Thought you’d be interested in this, stea. You think Keats was talking about Polaris? Can’t say I’m well versed on the subject. https://www.poetryfoundation.org/poems/44468/bright-star-would-i-were-stedfast-as-thou-art

— Nigel

Fomalhaut was the first star that came to mind. People call it the lonely one, and that feels closer to what Keats was describing—‘not in lone splendour hung aloft the night’—watching in silence like some sleepless, distant observer. Polaris is constant, sure, but Fomalhaut is solitary. It sits far apart from the other bright stars in the sky. Easy to notice. Easy to feel something about.
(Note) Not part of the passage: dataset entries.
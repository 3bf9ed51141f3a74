use std::env;
use tracing::warn;

#[derive(Debug, Clone)]
pub struct AppConfig {
    pub database_url: String,
    pub database_api_key: String,
}

impl AppConfig {
    pub fn from_env() -> Self {
        let config = Self {
            database_url: env::var("CLINIC_DATABASE_URL")
                .unwrap_or_else(|_| {
                    warn!("CLINIC_DATABASE_URL not set, using empty value");
                    String::new()
                }),
            database_api_key: env::var("CLINIC_DATABASE_API_KEY")
                .unwrap_or_else(|_| {
                    warn!("CLINIC_DATABASE_API_KEY not set, using empty value");
                    String::new()
                }),
        };

        if !config.is_configured() {
            warn!("Application not fully configured - missing environment variables");
        }

        config
    }

    pub fn is_configured(&self) -> bool {
        !self.database_url.is_empty() && !self.database_api_key.is_empty()
    }
}
// libs/scheduling-cell/tests/suggestion_test.rs
//
// End-to-end behavior of the slot-suggestion search: direct hits return
// doctors immediately, exhausted slots produce bounded chronological
// suggestions, empty pools short-circuit.

use chrono::{Duration, NaiveDate, NaiveTime};
use serde_json::json;
use uuid::Uuid;
use wiremock::{
    matchers::{method, path, query_param},
    Mock, MockServer, ResponseTemplate,
};

use assert_matches::assert_matches;
use scheduling_cell::models::SchedulingError;
use scheduling_cell::services::suggestion::SuggestionService;
use shared_config::AppConfig;

fn test_config(mock_uri: &str) -> AppConfig {
    AppConfig {
        database_url: mock_uri.to_string(),
        database_api_key: "test-key".to_string(),
    }
}

fn t(h: u32, m: u32) -> NaiveTime {
    NaiveTime::from_hms_opt(h, m, 0).unwrap()
}

fn d(y: i32, m: u32, day: u32) -> NaiveDate {
    NaiveDate::from_ymd_opt(y, m, day).unwrap()
}

fn doctor_json(id: Uuid, first: &str, last: &str, speciality: &str) -> serde_json::Value {
    json!({
        "id": id,
        "first_name": first,
        "last_name": last,
        "speciality": speciality,
        "is_available": true
    })
}

fn booked_appointment_json(doctor_id: Uuid, date: &str, start: &str, end: &str) -> serde_json::Value {
    json!({
        "id": Uuid::new_v4(),
        "patient_id": Uuid::new_v4(),
        "doctor_id": doctor_id,
        "room_id": null,
        "date": date,
        "start_time": start,
        "end_time": end,
        "status": "confirmed"
    })
}

#[tokio::test]
async fn returns_free_doctor_without_suggesting() {
    let mock_server = MockServer::start().await;
    let dr_a = Uuid::new_v4();
    let dr_b = Uuid::new_v4();

    Mock::given(method("GET"))
        .and(path("/rest/v1/doctors"))
        .and(query_param("speciality", "eq.Cardiology"))
        .respond_with(ResponseTemplate::new(200).set_body_json(json!([
            doctor_json(dr_a, "Alice", "Adams", "Cardiology"),
            doctor_json(dr_b, "Boris", "Bell", "Cardiology")
        ])))
        .mount(&mock_server)
        .await;

    // Dr. A is booked over the requested hour; Dr. B is free all day
    Mock::given(method("GET"))
        .and(path("/rest/v1/appointments"))
        .and(query_param("doctor_id", format!("eq.{}", dr_a)))
        .respond_with(ResponseTemplate::new(200).set_body_json(json!([
            booked_appointment_json(dr_a, "2025-01-10", "10:00:00", "11:00:00")
        ])))
        .mount(&mock_server)
        .await;

    Mock::given(method("GET"))
        .and(path("/rest/v1/appointments"))
        .and(query_param("doctor_id", format!("eq.{}", dr_b)))
        .respond_with(ResponseTemplate::new(200).set_body_json(json!([])))
        .mount(&mock_server)
        .await;

    let service = SuggestionService::new(&test_config(&mock_server.uri()));

    let outcome = service
        .find_available_or_suggest(d(2025, 1, 10), t(10, 0), t(11, 0), Some("Cardiology"))
        .await
        .unwrap();

    assert_eq!(outcome.available_doctors.len(), 1);
    assert_eq!(outcome.available_doctors[0].id, dr_b);
    assert!(outcome.suggested_slots.is_empty());
}

#[tokio::test]
async fn suggests_nearest_slots_when_fully_booked() {
    let mock_server = MockServer::start().await;
    let dr_a = Uuid::new_v4();

    Mock::given(method("GET"))
        .and(path("/rest/v1/doctors"))
        .respond_with(ResponseTemplate::new(200).set_body_json(json!([
            doctor_json(dr_a, "Alice", "Adams", "Cardiology")
        ])))
        .mount(&mock_server)
        .await;

    Mock::given(method("GET"))
        .and(path("/rest/v1/appointments"))
        .respond_with(ResponseTemplate::new(200).set_body_json(json!([
            booked_appointment_json(dr_a, "2025-01-10", "10:00:00", "11:00:00")
        ])))
        .mount(&mock_server)
        .await;

    let service = SuggestionService::new(&test_config(&mock_server.uri()));

    let outcome = service
        .find_available_or_suggest(d(2025, 1, 10), t(10, 0), t(11, 0), Some("Cardiology"))
        .await
        .unwrap();

    assert!(outcome.available_doctors.is_empty());
    assert_eq!(outcome.suggested_slots.len(), 5);

    // The first free hourly slot right after the booked one
    let first = &outcome.suggested_slots[0];
    assert_eq!(first.date, d(2025, 1, 10));
    assert_eq!(first.start_time, t(11, 0));
    assert_eq!(first.end_time, t(12, 0));
    assert_eq!(first.available_doctors_count, 1);

    // Strictly chronological, within business hours, inside the horizon
    for pair in outcome.suggested_slots.windows(2) {
        assert!((pair[0].date, pair[0].start_time) < (pair[1].date, pair[1].start_time));
    }
    for slot in &outcome.suggested_slots {
        assert!(slot.start_time >= t(7, 0));
        assert!(slot.end_time <= t(20, 0));
        assert!(slot.date <= d(2025, 1, 10) + Duration::days(3));
    }
}

#[tokio::test]
async fn empty_doctor_pool_short_circuits() {
    let mock_server = MockServer::start().await;

    Mock::given(method("GET"))
        .and(path("/rest/v1/doctors"))
        .respond_with(ResponseTemplate::new(200).set_body_json(json!([])))
        .mount(&mock_server)
        .await;

    // No availability probe may run when the pool is empty
    Mock::given(method("GET"))
        .and(path("/rest/v1/appointments"))
        .respond_with(ResponseTemplate::new(200).set_body_json(json!([])))
        .expect(0)
        .mount(&mock_server)
        .await;

    let service = SuggestionService::new(&test_config(&mock_server.uri()));

    let outcome = service
        .find_available_or_suggest(d(2025, 1, 10), t(10, 0), t(11, 0), Some("Dermatology"))
        .await
        .unwrap();

    assert!(outcome.available_doctors.is_empty());
    assert!(outcome.suggested_slots.is_empty());
}

#[tokio::test]
async fn speciality_filter_is_trimmed_and_exact() {
    let mock_server = MockServer::start().await;
    let dr_a = Uuid::new_v4();

    // The mock only answers the exact trimmed filter value; an untrimmed
    // query would fall through and fail the test.
    Mock::given(method("GET"))
        .and(path("/rest/v1/doctors"))
        .and(query_param("speciality", "eq.Cardiology"))
        .respond_with(ResponseTemplate::new(200).set_body_json(json!([
            doctor_json(dr_a, "Alice", "Adams", "Cardiology")
        ])))
        .mount(&mock_server)
        .await;

    Mock::given(method("GET"))
        .and(path("/rest/v1/appointments"))
        .respond_with(ResponseTemplate::new(200).set_body_json(json!([])))
        .mount(&mock_server)
        .await;

    let service = SuggestionService::new(&test_config(&mock_server.uri()));

    let outcome = service
        .find_available_or_suggest(d(2025, 1, 10), t(10, 0), t(11, 0), Some("  Cardiology  "))
        .await
        .unwrap();

    assert_eq!(outcome.available_doctors.len(), 1);
    assert!(outcome
        .available_doctors
        .iter()
        .all(|doc| doc.speciality == "Cardiology"));
}

#[tokio::test]
async fn failing_probes_bound_the_search() {
    let mock_server = MockServer::start().await;
    let dr_a = Uuid::new_v4();

    Mock::given(method("GET"))
        .and(path("/rest/v1/doctors"))
        .respond_with(ResponseTemplate::new(200).set_body_json(json!([
            doctor_json(dr_a, "Alice", "Adams", "Cardiology")
        ])))
        .mount(&mock_server)
        .await;

    // Every availability probe fails; each counts as "busy" and the walk
    // must still terminate at the horizon with no suggestions.
    Mock::given(method("GET"))
        .and(path("/rest/v1/appointments"))
        .respond_with(ResponseTemplate::new(500).set_body_string("storage down"))
        .mount(&mock_server)
        .await;

    let service = SuggestionService::new(&test_config(&mock_server.uri()));

    let outcome = service
        .find_available_or_suggest(d(2025, 1, 10), t(10, 0), t(11, 0), None)
        .await
        .unwrap();

    assert!(outcome.available_doctors.is_empty());
    assert!(outcome.suggested_slots.is_empty());
}

#[tokio::test]
async fn evening_request_rolls_over_to_next_morning() {
    let mock_server = MockServer::start().await;
    let dr_a = Uuid::new_v4();

    Mock::given(method("GET"))
        .and(path("/rest/v1/doctors"))
        .respond_with(ResponseTemplate::new(200).set_body_json(json!([
            doctor_json(dr_a, "Alice", "Adams", "Cardiology")
        ])))
        .mount(&mock_server)
        .await;

    Mock::given(method("GET"))
        .and(path("/rest/v1/appointments"))
        .respond_with(ResponseTemplate::new(200).set_body_json(json!([
            booked_appointment_json(dr_a, "2025-01-10", "18:00:00", "19:00:00")
        ])))
        .mount(&mock_server)
        .await;

    let service = SuggestionService::new(&test_config(&mock_server.uri()));

    let outcome = service
        .find_available_or_suggest(d(2025, 1, 10), t(18, 0), t(19, 0), None)
        .await
        .unwrap();

    assert!(outcome.available_doctors.is_empty());
    assert!(!outcome.suggested_slots.is_empty());

    // 19:00-20:00 still fits the same day; the following slot would end
    // past closing, so the walk resumes next day within business hours
    let first = &outcome.suggested_slots[0];
    assert_eq!(first.date, d(2025, 1, 10));
    assert_eq!(first.start_time, t(19, 0));

    let second = &outcome.suggested_slots[1];
    assert_eq!(second.date, d(2025, 1, 11));
    assert!(second.start_time >= t(7, 0));
    assert!(second.end_time <= t(20, 0));
}

#[tokio::test]
async fn rejects_inverted_interval() {
    let mock_server = MockServer::start().await;
    let service = SuggestionService::new(&test_config(&mock_server.uri()));

    let result = service
        .find_available_or_suggest(d(2025, 1, 10), t(11, 0), t(10, 0), None)
        .await;

    assert_matches!(result, Err(SchedulingError::Validation(_)));
}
It makes sense to me, logistically too. Fomalhaut is visible from Earth without much effort. But more than that, it carries the weight of solitude, of being out there and unmistakably alone.

I don’t think he wanted to be the star. I think he recognized something of himself in it. When we admire things people, stars, it’s often because they mirror something we’re missing or trying to understand. Maybe he wasn’t longing for distance, but for connection. To feel less alone by seeing that loneliness reflected back.

And even if they’re separated by lifetimes of space, the star and the observer exist in that moment together. No one else might understand that connection, perhaps not even the two of them, but it’s there nonetheless.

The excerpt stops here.